Transgenic (TG) mice expressing a Ca²⁺/calmodulin-dependent protein kinase II (CaMKII) inhibitory peptide targeted to the cardiac myocyte longitudinal sarcoplasmic reticulum (LSR) display reduced phospholamban phosphorylation at Thr¹⁷ and develop dilated myopathy when stressed by gestation and parturition (Ji Y, Li B, Reed TD, Lorenz JN, Kaetzel MA, and Dedman JR. J Biol Chem 278: 25063-25071, 2003). In the present study, these animals (TG) are evaluated for the effect of inhibition of sarcoplasmic reticulum (SR) CaMKII activity on the contractile characteristics and Ca ²⁺ cycling of myocytes. Analysis of isolated work-performing hearts demonstrated moderate decreases in the maximal rates of contraction and relaxation (±dP/dt) in TG mice. The response of the TG hearts to increases in load is reduced.

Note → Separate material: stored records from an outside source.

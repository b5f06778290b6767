//! Editor configuration.
//!
//! [`EditorConfig`] carries the knobs of an [`EditorContext`](crate::EditorContext):
//! terminal geometry, line capacity and history policy. Values can be set
//! with the `with_*` builders, overlaid from the environment with
//! [`EditorConfig::from_env`], or (with the `serde` feature) deserialized.

#[cfg(feature = "serde")]
use serde::{Deserialize, Serialize};

use crate::error::ConfigError;

/// Screen widths must be strictly greater than this.
pub const MIN_SCREEN_WIDTH: usize = 20;
pub const DEFAULT_SCREEN_WIDTH: usize = 80;
pub const DEFAULT_MAX_LINE_LENGTH: usize = 1024;
pub const DEFAULT_HISTORY_CAPACITY: usize = 512;

const MIN_LINE_LENGTH: usize = 3;
const MIN_HISTORY_CAPACITY: usize = 2;

pub const ENV_SCREEN_WIDTH: &str = "LINEKIT_SCREEN_WIDTH";
pub const ENV_HISTORY_SIZE: &str = "LINEKIT_HISTORY_SIZE";
pub const ENV_HISTORY_DEDUP: &str = "LINEKIT_HISTORY_DEDUP";
pub const ENV_BELL: &str = "LINEKIT_BELL";
const ENV_COLUMNS: &str = "COLUMNS";

/// Line editor configuration.
#[derive(Debug, Clone, PartialEq, Eq)]
#[cfg_attr(feature = "serde", derive(Serialize, Deserialize), serde(default))]
pub struct EditorConfig {
    /// Terminal width in columns.
    pub screen_width: usize,
    /// Horizontal scroll step; `None` means a third of the screen width.
    pub scroll_span: Option<usize>,
    /// Buffer capacity. Lines hold at most `max_line_length - 2` characters.
    pub max_line_length: usize,
    /// Number of history slots, including the empty live-line slot.
    pub history_capacity: usize,
    /// Skip a history entry equal to the one just before it.
    pub history_dedup: bool,
    /// Ring the terminal bell on rejected commands.
    pub bell: bool,
}

impl Default for EditorConfig {
    fn default() -> Self {
        Self {
            screen_width: DEFAULT_SCREEN_WIDTH,
            scroll_span: None,
            max_line_length: DEFAULT_MAX_LINE_LENGTH,
            history_capacity: DEFAULT_HISTORY_CAPACITY,
            history_dedup: false,
            bell: true,
        }
    }
}

impl EditorConfig {
    pub fn new() -> Self {
        Self::default()
    }

    pub fn with_screen_width(mut self, width: usize) -> Self {
        self.screen_width = width;
        self
    }

    pub fn with_scroll_span(mut self, span: usize) -> Self {
        self.scroll_span = Some(span);
        self
    }

    pub fn with_max_line_length(mut self, length: usize) -> Self {
        self.max_line_length = length;
        self
    }

    pub fn with_history_capacity(mut self, capacity: usize) -> Self {
        self.history_capacity = capacity;
        self
    }

    pub fn with_history_dedup(mut self, dedup: bool) -> Self {
        self.history_dedup = dedup;
        self
    }

    pub fn with_bell(mut self, bell: bool) -> Self {
        self.bell = bell;
        self
    }

    /// The scroll step actually in force.
    pub fn effective_scroll_span(&self) -> usize {
        self.scroll_span.unwrap_or(self.screen_width / 3)
    }

    /// Check every field against its allowed range.
    pub fn validate(&self) -> Result<(), ConfigError> {
        validate_screen_width(self.screen_width)?;

        let span = self.effective_scroll_span();
        if span == 0 || span > self.screen_width / 3 {
            return Err(ConfigError::InvalidScrollSpan {
                span,
                screen_width: self.screen_width,
            });
        }

        if self.max_line_length < MIN_LINE_LENGTH {
            return Err(ConfigError::LineLengthTooSmall {
                length: self.max_line_length,
                min: MIN_LINE_LENGTH,
            });
        }

        if self.history_capacity < MIN_HISTORY_CAPACITY {
            return Err(ConfigError::HistoryCapacityTooSmall {
                capacity: self.history_capacity,
                min: MIN_HISTORY_CAPACITY,
            });
        }

        Ok(())
    }

    /// Defaults overlaid with the process environment, validated.
    pub fn from_env() -> Result<Self, ConfigError> {
        Self::default().merge_env(|name| std::env::var(name).ok())
    }

    /// Overlay values from `lookup`, which maps variable names to values.
    ///
    /// `COLUMNS` is honoured when it parses to a usable width and ignored
    /// otherwise; the `LINEKIT_*` variables must be well formed.
    pub fn merge_env<F>(mut self, lookup: F) -> Result<Self, ConfigError>
    where
        F: Fn(&str) -> Option<String>,
    {
        if let Some(columns) = lookup(ENV_COLUMNS).and_then(|v| v.trim().parse::<usize>().ok()) {
            if columns > MIN_SCREEN_WIDTH {
                self.screen_width = columns;
            }
        }
        if let Some(value) = lookup(ENV_SCREEN_WIDTH) {
            self.screen_width = parse_number(ENV_SCREEN_WIDTH, &value)?;
        }
        if let Some(value) = lookup(ENV_HISTORY_SIZE) {
            self.history_capacity = parse_number(ENV_HISTORY_SIZE, &value)?;
        }
        if let Some(value) = lookup(ENV_HISTORY_DEDUP) {
            self.history_dedup = parse_flag(ENV_HISTORY_DEDUP, &value)?;
        }
        if let Some(value) = lookup(ENV_BELL) {
            self.bell = parse_flag(ENV_BELL, &value)?;
        }

        self.validate()?;
        Ok(self)
    }
}

pub(crate) fn validate_screen_width(width: usize) -> Result<(), ConfigError> {
    if width <= MIN_SCREEN_WIDTH {
        return Err(ConfigError::ScreenWidthTooSmall {
            width,
            min: MIN_SCREEN_WIDTH,
        });
    }
    Ok(())
}

fn parse_number(name: &str, value: &str) -> Result<usize, ConfigError> {
    value
        .trim()
        .parse()
        .map_err(|_| ConfigError::InvalidEnvironment {
            name: name.to_string(),
            value: value.to_string(),
        })
}

fn parse_flag(name: &str, value: &str) -> Result<bool, ConfigError> {
    match value.trim().to_ascii_lowercase().as_str() {
        "1" | "true" | "yes" | "on" => Ok(true),
        "0" | "false" | "no" | "off" => Ok(false),
        _ => Err(ConfigError::InvalidEnvironment {
            name: name.to_string(),
            value: value.to_string(),
        }),
    }
}

#[cfg(test)]
mod tests {
    use super::*;
    use std::collections::HashMap;

    fn env(pairs: &[(&str, &str)]) -> impl Fn(&str) -> Option<String> {
        let map: HashMap<String, String> = pairs
            .iter()
            .map(|(k, v)| (k.to_string(), v.to_string()))
            .collect();
        move |name| map.get(name).cloned()
    }

    #[test]
    fn test_default_is_valid() {
        let config = EditorConfig::default();
        assert!(config.validate().is_ok());
        assert_eq!(config.effective_scroll_span(), 26);
        assert!(!config.history_dedup);
    }

    #[test]
    fn test_narrow_screen_rejected() {
        let err = EditorConfig::new().with_screen_width(20).validate().unwrap_err();
        assert_eq!(err, ConfigError::ScreenWidthTooSmall { width: 20, min: 20 });
        assert!(EditorConfig::new().with_screen_width(21).validate().is_ok());
    }

    #[test]
    fn test_scroll_span_bounds() {
        assert!(EditorConfig::new().with_scroll_span(0).validate().is_err());
        assert!(EditorConfig::new().with_scroll_span(27).validate().is_err());
        assert!(EditorConfig::new().with_scroll_span(10).validate().is_ok());
    }

    #[test]
    fn test_small_limits_rejected() {
        assert!(EditorConfig::new().with_max_line_length(2).validate().is_err());
        assert!(EditorConfig::new().with_history_capacity(1).validate().is_err());
    }

    #[test]
    fn test_env_overlay() {
        let config = EditorConfig::new()
            .merge_env(env(&[
                ("COLUMNS", "120"),
                (ENV_HISTORY_SIZE, "64"),
                (ENV_HISTORY_DEDUP, "yes"),
                (ENV_BELL, "off"),
            ]))
            .unwrap();
        assert_eq!(config.screen_width, 120);
        assert_eq!(config.history_capacity, 64);
        assert!(config.history_dedup);
        assert!(!config.bell);
    }

    #[test]
    fn test_env_width_overrides_columns() {
        let config = EditorConfig::new()
            .merge_env(env(&[("COLUMNS", "120"), (ENV_SCREEN_WIDTH, "60")]))
            .unwrap();
        assert_eq!(config.screen_width, 60);
    }

    #[test]
    fn test_bad_columns_ignored_but_bad_linekit_value_rejected() {
        let config = EditorConfig::new()
            .merge_env(env(&[("COLUMNS", "wide")]))
            .unwrap();
        assert_eq!(config.screen_width, DEFAULT_SCREEN_WIDTH);

        let err = EditorConfig::new()
            .merge_env(env(&[(ENV_HISTORY_DEDUP, "maybe")]))
            .unwrap_err();
        assert!(matches!(err, ConfigError::InvalidEnvironment { .. }));
    }
}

The TG hearts respond to isoproterenol (Iso) in a dose-dependent manner; the contractile properties were reduced in parallel to wild-type hearts. Assessment of isolated cardiomyocytes from TG mice revealed 40-47% decrease in the maximal rates of myocyte shortening and relengthening under both basal and Iso-stimulated conditions. Although twitch Ca²⁺ transient amplitudes were not significantly altered, the rate of twitch intracellular Ca²⁺ concentration decline was reduced by ∼47% in TG myocytes, indicating decreased SR Ca²⁺ uptake function. Caffeine-induced Ca²⁺ transients indicated unaltered SR Ca ²⁺ content and Na⁺/Ca²⁺ exchange function. Phosphorylation assays revealed an ∼30% decrease in the phosphorylation of ryanodine receptor Ser²⁸⁰⁹. Iso stimulation increased the phosphorylation of both phospholamban Ser¹⁶ and the ryanodine receptor Ser²⁸⁰⁹ but not phospholamban Thr¹⁷ in TG mice. This study demonstrates that inhibition of SR CaMKII activity at the LSR results in alterations in cardiac contractility and Ca²⁺ handling in TG hearts.